### WHAT NEEDS TO BE DONE
In the data that follows, find the line with "input resolved. Ties"; transcribe it, every later line up to the one with "let node = self.net.node(n);", and that line as well, exactly and with no others.

[Collected data]
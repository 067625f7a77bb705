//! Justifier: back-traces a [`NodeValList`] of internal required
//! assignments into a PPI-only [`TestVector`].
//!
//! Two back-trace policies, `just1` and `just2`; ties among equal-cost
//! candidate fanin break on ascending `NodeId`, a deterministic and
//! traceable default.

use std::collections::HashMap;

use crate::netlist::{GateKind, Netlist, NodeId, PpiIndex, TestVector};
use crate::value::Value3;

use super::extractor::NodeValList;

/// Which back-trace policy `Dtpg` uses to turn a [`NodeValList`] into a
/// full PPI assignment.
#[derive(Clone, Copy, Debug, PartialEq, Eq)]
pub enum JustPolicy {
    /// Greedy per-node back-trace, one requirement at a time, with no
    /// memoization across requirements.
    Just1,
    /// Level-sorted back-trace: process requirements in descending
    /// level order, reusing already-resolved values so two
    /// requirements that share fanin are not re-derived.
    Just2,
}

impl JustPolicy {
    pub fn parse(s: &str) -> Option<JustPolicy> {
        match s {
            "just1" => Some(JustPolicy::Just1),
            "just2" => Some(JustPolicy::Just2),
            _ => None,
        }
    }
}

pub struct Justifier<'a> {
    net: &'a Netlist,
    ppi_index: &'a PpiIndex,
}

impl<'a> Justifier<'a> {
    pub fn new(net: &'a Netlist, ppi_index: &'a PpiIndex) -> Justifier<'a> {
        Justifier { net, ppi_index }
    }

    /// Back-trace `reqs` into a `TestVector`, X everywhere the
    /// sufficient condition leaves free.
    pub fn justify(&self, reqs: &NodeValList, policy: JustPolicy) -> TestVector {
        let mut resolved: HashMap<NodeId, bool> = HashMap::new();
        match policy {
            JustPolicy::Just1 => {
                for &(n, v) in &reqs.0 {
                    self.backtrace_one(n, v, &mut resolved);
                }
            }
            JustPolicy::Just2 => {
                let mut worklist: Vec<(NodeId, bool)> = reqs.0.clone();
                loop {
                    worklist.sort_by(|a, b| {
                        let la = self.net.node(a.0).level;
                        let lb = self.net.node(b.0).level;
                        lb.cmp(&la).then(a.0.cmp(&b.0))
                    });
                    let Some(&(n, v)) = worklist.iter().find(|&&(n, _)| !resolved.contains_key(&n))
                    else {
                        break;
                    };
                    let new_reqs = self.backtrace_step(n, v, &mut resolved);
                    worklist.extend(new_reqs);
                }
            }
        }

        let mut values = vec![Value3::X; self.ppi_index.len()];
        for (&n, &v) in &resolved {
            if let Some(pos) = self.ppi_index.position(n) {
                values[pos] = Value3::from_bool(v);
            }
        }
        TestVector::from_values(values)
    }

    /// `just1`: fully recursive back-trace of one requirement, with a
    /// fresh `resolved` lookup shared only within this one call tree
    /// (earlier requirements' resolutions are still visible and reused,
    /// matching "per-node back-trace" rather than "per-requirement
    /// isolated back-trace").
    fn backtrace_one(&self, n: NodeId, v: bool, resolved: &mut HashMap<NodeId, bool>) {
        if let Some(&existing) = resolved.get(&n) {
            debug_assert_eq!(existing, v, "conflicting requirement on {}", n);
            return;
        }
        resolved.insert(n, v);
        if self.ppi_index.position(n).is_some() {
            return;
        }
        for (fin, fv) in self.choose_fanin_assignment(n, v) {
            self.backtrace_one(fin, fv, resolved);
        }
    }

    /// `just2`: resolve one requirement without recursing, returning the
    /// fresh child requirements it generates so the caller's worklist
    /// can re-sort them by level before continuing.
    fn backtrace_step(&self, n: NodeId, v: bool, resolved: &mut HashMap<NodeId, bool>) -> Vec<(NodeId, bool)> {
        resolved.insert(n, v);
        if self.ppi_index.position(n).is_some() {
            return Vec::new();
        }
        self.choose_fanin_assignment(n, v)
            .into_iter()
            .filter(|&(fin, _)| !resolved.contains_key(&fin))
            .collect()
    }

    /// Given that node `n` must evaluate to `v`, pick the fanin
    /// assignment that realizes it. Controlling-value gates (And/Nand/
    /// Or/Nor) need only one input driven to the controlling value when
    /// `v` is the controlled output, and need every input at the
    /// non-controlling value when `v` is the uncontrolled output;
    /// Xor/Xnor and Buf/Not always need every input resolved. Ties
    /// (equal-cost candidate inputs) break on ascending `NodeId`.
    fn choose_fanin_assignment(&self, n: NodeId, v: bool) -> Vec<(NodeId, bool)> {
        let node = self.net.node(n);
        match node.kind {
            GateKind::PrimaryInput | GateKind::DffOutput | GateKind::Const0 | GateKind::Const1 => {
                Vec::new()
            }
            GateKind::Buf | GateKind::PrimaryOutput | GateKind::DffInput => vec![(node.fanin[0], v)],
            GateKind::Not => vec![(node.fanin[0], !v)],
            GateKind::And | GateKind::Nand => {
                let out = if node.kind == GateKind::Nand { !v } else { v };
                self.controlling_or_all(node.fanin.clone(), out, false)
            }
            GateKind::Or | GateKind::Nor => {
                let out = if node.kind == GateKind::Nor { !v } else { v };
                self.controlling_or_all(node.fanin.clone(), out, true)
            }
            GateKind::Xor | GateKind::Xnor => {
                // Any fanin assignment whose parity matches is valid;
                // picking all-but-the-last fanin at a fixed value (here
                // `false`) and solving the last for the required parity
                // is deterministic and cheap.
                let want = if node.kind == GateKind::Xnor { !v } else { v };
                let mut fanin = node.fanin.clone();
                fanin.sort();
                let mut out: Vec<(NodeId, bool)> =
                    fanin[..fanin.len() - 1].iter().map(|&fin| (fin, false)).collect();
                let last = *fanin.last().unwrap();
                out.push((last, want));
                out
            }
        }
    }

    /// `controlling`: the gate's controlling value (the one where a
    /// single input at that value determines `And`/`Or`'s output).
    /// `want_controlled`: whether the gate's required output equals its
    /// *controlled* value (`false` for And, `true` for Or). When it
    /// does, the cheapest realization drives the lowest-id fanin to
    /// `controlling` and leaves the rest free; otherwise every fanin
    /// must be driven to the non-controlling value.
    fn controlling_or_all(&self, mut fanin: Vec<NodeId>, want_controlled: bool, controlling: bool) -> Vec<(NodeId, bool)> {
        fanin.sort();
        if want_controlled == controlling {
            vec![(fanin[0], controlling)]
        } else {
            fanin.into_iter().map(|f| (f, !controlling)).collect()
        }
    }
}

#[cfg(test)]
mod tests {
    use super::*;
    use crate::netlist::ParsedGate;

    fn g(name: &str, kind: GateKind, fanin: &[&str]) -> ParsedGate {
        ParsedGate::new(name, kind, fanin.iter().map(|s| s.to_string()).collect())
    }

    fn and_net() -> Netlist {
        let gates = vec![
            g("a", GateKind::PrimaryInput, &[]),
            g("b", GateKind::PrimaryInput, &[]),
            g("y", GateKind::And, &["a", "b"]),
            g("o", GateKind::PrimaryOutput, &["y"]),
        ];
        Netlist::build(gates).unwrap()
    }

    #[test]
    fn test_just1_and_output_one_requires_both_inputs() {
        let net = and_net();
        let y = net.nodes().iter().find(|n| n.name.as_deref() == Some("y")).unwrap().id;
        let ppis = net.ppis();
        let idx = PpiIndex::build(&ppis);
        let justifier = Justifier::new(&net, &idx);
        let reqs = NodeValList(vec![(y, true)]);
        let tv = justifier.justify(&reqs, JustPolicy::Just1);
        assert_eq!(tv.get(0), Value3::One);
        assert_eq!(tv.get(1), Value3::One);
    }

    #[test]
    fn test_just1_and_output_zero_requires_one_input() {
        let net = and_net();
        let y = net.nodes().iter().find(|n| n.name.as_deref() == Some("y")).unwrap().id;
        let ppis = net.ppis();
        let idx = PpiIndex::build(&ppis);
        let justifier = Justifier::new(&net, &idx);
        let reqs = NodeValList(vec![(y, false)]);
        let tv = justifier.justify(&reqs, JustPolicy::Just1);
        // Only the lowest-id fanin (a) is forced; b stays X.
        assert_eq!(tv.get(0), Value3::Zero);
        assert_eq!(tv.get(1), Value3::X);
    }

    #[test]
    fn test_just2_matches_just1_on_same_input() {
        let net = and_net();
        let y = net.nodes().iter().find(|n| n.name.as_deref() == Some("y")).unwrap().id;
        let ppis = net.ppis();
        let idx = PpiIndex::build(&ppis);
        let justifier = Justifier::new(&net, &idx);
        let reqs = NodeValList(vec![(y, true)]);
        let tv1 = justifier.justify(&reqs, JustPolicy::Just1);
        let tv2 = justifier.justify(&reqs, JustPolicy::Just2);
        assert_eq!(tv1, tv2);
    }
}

### SOLUTION FOR THIS TASK
    /// Xor/Xnor and Buf/Not always need every input resolved. Ties
    /// (equal-cost candidate inputs) break on ascending `NodeId`.
    fn choose_fanin_assignment(&self, n: NodeId, v: bool) -> Vec<(NodeId, bool)> {
        let node = self.net.node(n);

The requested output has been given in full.